Glad it was helpful :)

Yes, normally rewards are split 25% to curators, 75% to the post author. However, between 0 minutes and 30 minutes a percentage of the curation rewards are redirected to the author based on what % of the way it is to 30 minutes. So for example if an upvote comes in at the 10 minute mark, 2/3rds of the curation rewards will go directly to the author. This is 2/3rds of 25% of the total rewards, which of course is ~16.7% so it is a significant amount.

That is the simple answer. When there are a bunch of upvoters, it is more complicated but the same general principle applies. For details, see here: https://steemit.com/steemit/@calamus056/curation-rewards-explained-in-great-detail

Thanks. Maybe it's why most bots prefer to upvote after 2hrs. Do you have lists of good bots that upvotes under 10 min and or 30 min?
Thanks once more
Updated a post today

The bots on this site http://www.steembottracker.com/, vote when the timer expires, however because the can only vote once every 3 seconds, it can take them a few minutes to get to everyone's post.

Randowhale, which is great when its awake, will vote almost instantly when you send it money. However, Randowhale is sleeping most of the time and will just send your money back in that case. You can check its status here: https://steemit.com/@randowhale.

Thanks
Minnowbooster is good option too but only if you find the right amount to bid via it's website
Upvotewhale is instant too but drops message which I don't like.
Thanks dear and keep it coming 👌

As @droopy has mentioned that's a good place to start.

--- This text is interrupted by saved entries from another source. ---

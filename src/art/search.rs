//! Cover art lookup against the Deezer search API

use std::time::Duration;

use serde_json::Value;
use thiserror::Error;

use crate::config::ArtConfig;

#[derive(Debug, Error)]
pub enum LookupError {
    #[error("request failed with status {0}")]
    Status(u16),

    #[error("request failed: {0}")]
    Transport(String),

    #[error("invalid response: {0}")]
    Decode(#[from] std::io::Error),
}

impl From<ureq::Error> for LookupError {
    fn from(error: ureq::Error) -> Self {
        match error {
            ureq::Error::Status(code, _) => LookupError::Status(code),
            ureq::Error::Transport(transport) => LookupError::Transport(transport.to_string()),
        }
    }
}

/// Finds a cover image URL for a track title
pub trait CoverLookup {
    /// `Ok(None)` means the search succeeded but found nothing usable
    fn cover_for(&self, title: &str) -> Result<Option<String>, LookupError>;
}

pub struct DeezerSearch {
    http_client: ureq::Agent,
    search_url: String,
    artist: String,
}

impl DeezerSearch {
    pub fn new(config: &ArtConfig) -> Self {
        Self::with_timeout(config, config.timeout())
    }

    fn with_timeout(config: &ArtConfig, timeout: Duration) -> Self {
        let http_client = ureq::AgentBuilder::new().timeout(timeout).build();
        Self {
            http_client,
            search_url: config.search_url.trim_end_matches('/').to_string(),
            artist: config.artist.clone(),
        }
    }

    pub fn request_url(&self, title: &str) -> String {
        format!(
            "{}?q={}",
            self.search_url,
            urlencoding::encode(&search_query(&self.artist, title))
        )
    }
}

impl CoverLookup for DeezerSearch {
    fn cover_for(&self, title: &str) -> Result<Option<String>, LookupError> {
        let url = self.request_url(title);
        log::debug!("GET {url}");

        let body: Value = self
            .http_client
            .get(&url)
            .set("Accept", "application/json")
            .call()?
            .into_json()?;

        Ok(first_cover(&body))
    }
}

/// Structured query matching both the artist and the track title
pub fn search_query(artist: &str, title: &str) -> String {
    format!(r#"artist:"{artist}" track:"{title}""#)
}

/// Medium sized cover of the first search hit
pub fn first_cover(body: &Value) -> Option<String> {
    body["data"]
        .as_array()?
        .first()?
        .get("album")?
        .get("cover_medium")?
        .as_str()
        .filter(|s| !s.is_empty())
        .map(str::to_string)
}
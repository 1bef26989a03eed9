use serde::{Deserialize, Serialize};
use serde_json::{Map, Value};

pub const ID: &str = "id";
pub const TITLE: &str = "title";
pub const URL: &str = "url";
pub const ART: &str = "art";

/// One entry of the music dataset.
///
/// Kept as the raw JSON object so that fields this tool does not know about,
/// and the order of keys, survive a rewrite untouched.
#[derive(Debug, Clone, PartialEq, Default, Serialize, Deserialize)]
#[serde(transparent)]
pub struct TrackRecord(Map<String, Value>);

impl TrackRecord {
    /// Identifier used as the audio file stem
    pub fn id(&self) -> Option<&str> {
        self.non_empty(ID)
    }

    pub fn title(&self) -> Option<&str> {
        self.non_empty(TITLE)
    }

    pub fn url(&self) -> Option<&str> {
        self.non_empty(URL)
    }

    pub fn art(&self) -> Option<&str> {
        self.non_empty(ART)
    }

    /// Title for console output, `Unknown` when absent
    pub fn display_title(&self) -> &str {
        self.title().unwrap_or("Unknown")
    }

    pub fn set_id(&mut self, id: impl Into<String>) {
        self.0.insert(ID.to_string(), Value::String(id.into()));
    }

    pub fn set_art(&mut self, art: impl Into<String>) {
        self.0.insert(ART.to_string(), Value::String(art.into()));
    }

    fn non_empty(&self, key: &str) -> Option<&str> {
        self.0
            .get(key)
            .and_then(Value::as_str)
            .filter(|s| !s.is_empty())
    }
}

#[cfg(test)]
impl TrackRecord {
    pub fn new() -> Self {
        Self::default()
    }

    pub fn with(mut self, key: &str, value: impl Into<Value>) -> Self {
        self.0.insert(key.to_string(), value.into());
        self
    }

    pub fn fields(&self) -> Vec<&str> {
        self.0.keys().map(String::as_str).collect()
    }
}

/// A record that passed validation for audio acquisition
#[derive(Debug, Clone, PartialEq, Eq)]
pub struct DownloadEntry {
    /// 1-based position in the dataset
    pub position: usize,
    pub id: String,
    pub url: String,
    pub title: String,
}

/// Why a record cannot be downloaded
#[derive(Debug, Clone, Copy, PartialEq, Eq)]
pub enum MissingField {
    Id,
    Url,
}

impl MissingField {
    pub fn name(&self) -> &'static str {
        match self {
            MissingField::Id => ID,
            MissingField::Url => URL,
        }
    }
}

impl TryFrom<(usize, &TrackRecord)> for DownloadEntry {
    type Error = MissingField;

    fn try_from((position, record): (usize, &TrackRecord)) -> Result<Self, Self::Error> {
        let id = record.id().ok_or(MissingField::Id)?;
        let url = record.url().ok_or(MissingField::Url)?;
        Ok(Self {
            position,
            id: id.to_string(),
            url: url.to_string(),
            title: record.display_title().to_string(),
        })
    }
}
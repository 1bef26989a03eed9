use std::path::PathBuf;

use thiserror::Error;

use crate::config::AudioConfig;

#[derive(Debug, Error)]
pub enum DependencyError {
    #[error("{0} is not installed or not in PATH")]
    MissingExtractor(String),
}

impl DependencyError {
    pub fn install_hint(&self) -> &'static [&'static str] {
        match self {
            DependencyError::MissingExtractor(_) => &[
                "Install it with:",
                "  pip install yt-dlp",
                "or download a release from https://github.com/yt-dlp/yt-dlp/releases",
            ],
        }
    }
}

/// Resolved locations of the external tools
#[derive(Debug)]
pub struct Dependencies {
    pub extractor: PathBuf,
    /// Conversion can still work without it on some sources, so it is only a warning
    pub transcoder: Option<PathBuf>,
}

/// Locates the extraction tool, which is required, and the transcoder, which is not
pub fn check(config: &AudioConfig) -> Result<Dependencies, DependencyError> {
    let extractor = which::which(&config.extractor)
        .map_err(|_| DependencyError::MissingExtractor(config.extractor.clone()))?;
    let transcoder = which::which(&config.transcoder).ok();

    Ok(Dependencies {
        extractor,
        transcoder,
    })
}
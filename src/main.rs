use std::process::ExitCode;

use crate::cli::run;

mod art;
mod audio;
pub mod cli;
mod config;
pub mod domain;
mod http;
mod interrupt;
pub mod storage;

fn main() -> ExitCode {
    run()
}
#[cfg(test)]
mod tests {
    use super::*;

    use rouille::Request;
    use std::{fs, io::Read};
    use tempfile::{TempDir, tempdir};

    fn read_body(response: Response) -> anyhow::Result<Vec<u8>> {
        let mut buf = Vec::new();
        let mut reader = response.data.into_reader_and_size().0;
        reader.read_to_end(&mut buf)?;
        Ok(buf)
    }

    fn parse_json_response(response: Response) -> anyhow::Result<serde_json::Value> {
        Ok(serde_json::from_reader(
            response.data.into_reader_and_size().0,
        )?)
    }

    fn header<'a>(response: &'a Response, name: &str) -> Option<&'a str> {
        response
            .headers
            .iter()
            .find(|(k, _)| k.eq_ignore_ascii_case(name))
            .map(|(_, v)| v.as_ref())
    }

    fn config(rate_limit_per_minute: u32) -> HttpConfig {
        HttpConfig {
            bind_addr: "127.0.0.1".to_string(),
            port: 3000,
            allowed_origins: vec!["http://localhost:5173".to_string()],
            rate_limit_per_minute,
        }
    }

    /// Server over a temp dir holding `song-1.mp3` with ten known bytes
    fn create_server_with_clip(rate_limit_per_minute: u32) -> anyhow::Result<(TempDir, ClipServer)> {
        let dir = tempdir()?;
        fs::write(dir.path().join("song-1.mp3"), b"0123456789")?;
        let server = ClipServer::new(AudioDir::new(dir.path()), config(rate_limit_per_minute));
        Ok((dir, server))
    }

    fn get(url: &str) -> Request {
        Request::fake_http("GET", url, vec![], vec![])
    }

    #[test]
    fn test_get_clip_success() -> anyhow::Result<()> {
        let (_dir, server) = create_server_with_clip(0)?;

        let response = server.handle_request(&get("/api/audio?id=song-1"));

        assert_eq!(response.status_code, 200);
        assert_eq!(header(&response, "Content-Type"), Some("audio/mpeg"));
        assert_eq!(header(&response, "Accept-Ranges"), Some("bytes"));
        assert_eq!(header(&response, "Cache-Control"), Some(CACHE_CONTROL));
        assert_eq!(read_body(response)?, b"0123456789");
        Ok(())
    }

    #[test]
    fn test_get_clip_range() -> anyhow::Result<()> {
        let (_dir, server) = create_server_with_clip(0)?;
        let request = Request::fake_http(
            "GET",
            "/api/audio?id=song-1",
            vec![("Range".to_string(), "bytes=2-5".to_string())],
            vec![],
        );

        let response = server.handle_request(&request);

        assert_eq!(response.status_code, 206);
        assert_eq!(header(&response, "Content-Range"), Some("bytes 2-5/10"));
        assert_eq!(header(&response, "Accept-Ranges"), Some("bytes"));
        assert_eq!(read_body(response)?, b"2345");
        Ok(())
    }

    #[test]
    fn test_get_clip_open_range() -> anyhow::Result<()> {
        let (_dir, server) = create_server_with_clip(0)?;
        let request = Request::fake_http(
            "GET",
            "/api/audio?id=song-1",
            vec![("Range".to_string(), "bytes=7-".to_string())],
            vec![],
        );

        let response = server.handle_request(&request);

        assert_eq!(response.status_code, 206);
        assert_eq!(header(&response, "Content-Range"), Some("bytes 7-9/10"));
        assert_eq!(read_body(response)?, b"789");
        Ok(())
    }

    #[test]
    fn test_get_clip_unsatisfiable_range() -> anyhow::Result<()> {
        let (_dir, server) = create_server_with_clip(0)?;
        let request = Request::fake_http(
            "GET",
            "/api/audio?id=song-1",
            vec![("Range".to_string(), "bytes=20-30".to_string())],
            vec![],
        );

        let response = server.handle_request(&request);

        assert_eq!(response.status_code, 416);
        assert_eq!(header(&response, "Content-Range"), Some("bytes */10"));
        Ok(())
    }

    #[test]
    fn test_missing_id() -> anyhow::Result<()> {
        let (_dir, server) = create_server_with_clip(0)?;

        for url in ["/api/audio", "/api/audio?id="] {
            let response = server.handle_request(&get(url));
            assert_eq!(response.status_code, 400);
            assert_eq!(parse_json_response(response)?["error"], "Missing id parameter");
        }
        Ok(())
    }

    #[test]
    fn test_invalid_id_format() -> anyhow::Result<()> {
        let (_dir, server) = create_server_with_clip(0)?;

        for url in [
            "/api/audio?id=..%2Fmusic",
            "/api/audio?id=song_1",
            "/api/audio?id=song%201",
            "/api/audio?id=caf%C3%A9",
        ] {
            let response = server.handle_request(&get(url));
            assert_eq!(response.status_code, 400, "{url}");
            assert_eq!(parse_json_response(response)?["error"], "Invalid id format");
        }
        Ok(())
    }

    #[test]
    fn test_clip_not_found() -> anyhow::Result<()> {
        let (_dir, server) = create_server_with_clip(0)?;

        let response = server.handle_request(&get("/api/audio?id=song-2"));

        assert_eq!(response.status_code, 404);
        assert_eq!(parse_json_response(response)?["error"], "Audio file not found");
        Ok(())
    }

    #[cfg(unix)]
    #[test]
    fn test_symlink_outside_root_is_denied() -> anyhow::Result<()> {
        let outside = tempdir()?;
        fs::write(outside.path().join("secret.mp3"), b"secret")?;
        let (dir, server) = create_server_with_clip(0)?;
        std::os::unix::fs::symlink(
            outside.path().join("secret.mp3"),
            dir.path().join("escape.mp3"),
        )?;

        let response = server.handle_request(&get("/api/audio?id=escape"));

        assert_eq!(response.status_code, 403);
        assert_eq!(parse_json_response(response)?["error"], "Access denied");
        Ok(())
    }

    #[test]
    fn test_other_methods_are_not_allowed() -> anyhow::Result<()> {
        let (_dir, server) = create_server_with_clip(0)?;

        let request = Request::fake_http("POST", "/api/audio?id=song-1", vec![], vec![]);
        let response = server.handle_request(&request);

        assert_eq!(response.status_code, 405);
        assert_eq!(parse_json_response(response)?["error"], "Method not allowed");
        Ok(())
    }

    #[test]
    fn test_options_preflight() -> anyhow::Result<()> {
        let (_dir, server) = create_server_with_clip(0)?;
        let request = Request::fake_http(
            "OPTIONS",
            "/api/audio",
            vec![("Origin".to_string(), "http://localhost:5173".to_string())],
            vec![],
        );

        let response = server.handle_request(&request);

        assert_eq!(response.status_code, 200);
        assert_eq!(
            header(&response, "Access-Control-Allow-Origin"),
            Some("http://localhost:5173")
        );
        assert_eq!(
            header(&response, "Access-Control-Allow-Methods"),
            Some("GET, OPTIONS")
        );
        assert!(read_body(response)?.is_empty());
        Ok(())
    }

    #[test]
    fn test_unknown_origin_gets_no_allow_header() -> anyhow::Result<()> {
        let (_dir, server) = create_server_with_clip(0)?;
        let request = Request::fake_http(
            "GET",
            "/api/audio?id=song-1",
            vec![("Origin".to_string(), "https://elsewhere.example".to_string())],
            vec![],
        );

        let response = server.handle_request(&request);

        assert_eq!(response.status_code, 200);
        assert_eq!(header(&response, "Access-Control-Allow-Origin"), None);
        Ok(())
    }

    #[test]
    fn test_unknown_route() -> anyhow::Result<()> {
        let (_dir, server) = create_server_with_clip(0)?;
        let response = server.handle_request(&get("/api/other"));
        assert_eq!(response.status_code, 404);
        Ok(())
    }

    #[test]
    fn test_rate_limit_per_client() -> anyhow::Result<()> {
        let (_dir, server) = create_server_with_clip(2)?;
        let from = |ip: &str| {
            Request::fake_http(
                "GET",
                "/api/audio?id=song-1",
                vec![("X-Forwarded-For".to_string(), format!("{ip}, 10.0.0.1"))],
                vec![],
            )
        };

        assert_eq!(server.handle_request(&from("203.0.113.7")).status_code, 200);
        assert_eq!(server.handle_request(&from("203.0.113.7")).status_code, 200);

        let limited = server.handle_request(&from("203.0.113.7"));
        assert_eq!(limited.status_code, 429);
        assert_eq!(parse_json_response(limited)?["error"], "Too many requests");

        // another client has its own budget
        assert_eq!(server.handle_request(&from("198.51.100.2")).status_code, 200);
        Ok(())
    }

    #[test]
    fn test_client_ip_fallbacks() {
        let real_ip = Request::fake_http(
            "GET",
            "/api/audio",
            vec![("X-Real-IP".to_string(), "192.0.2.9".to_string())],
            vec![],
        );
        assert_eq!(ClipServer::client_ip(&real_ip), "192.0.2.9");

        let forwarded = Request::fake_http(
            "GET",
            "/api/audio",
            vec![
                ("X-Forwarded-For".to_string(), " 192.0.2.1 , 192.0.2.2".to_string()),
                ("X-Real-IP".to_string(), "192.0.2.9".to_string()),
            ],
            vec![],
        );
        assert_eq!(ClipServer::client_ip(&forwarded), "192.0.2.1");

        let direct = get("/api/audio");
        assert_eq!(
            ClipServer::client_ip(&direct),
            direct.remote_addr().ip().to_string()
        );
    }

    #[test]
    fn test_id_format() {
        assert!(is_valid_id("song-1"));
        assert!(is_valid_id("ABC-def-42"));
        assert!(!is_valid_id(""));
        assert!(!is_valid_id("../song"));
        assert!(!is_valid_id("song.mp3"));
    }
}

Luckily for us, there is a site that makes all of this possible: http://www.steembottracker.com/

Sure and thanks

Great post, I've been meaning to look into bots and now I feel like I know where to start! Thanks

Your post could not have come at a better time, am trying my hand on using bots to promote my posts, it takes time and a lot of effort to write them only to get less than $1. Thank you so much. steemOn!

Everyone should be aware that some bots cheat the auction and won't close the bidding period till everyone has a negative ROI. Your comment about checking to see how the bot performed last round is solid advice!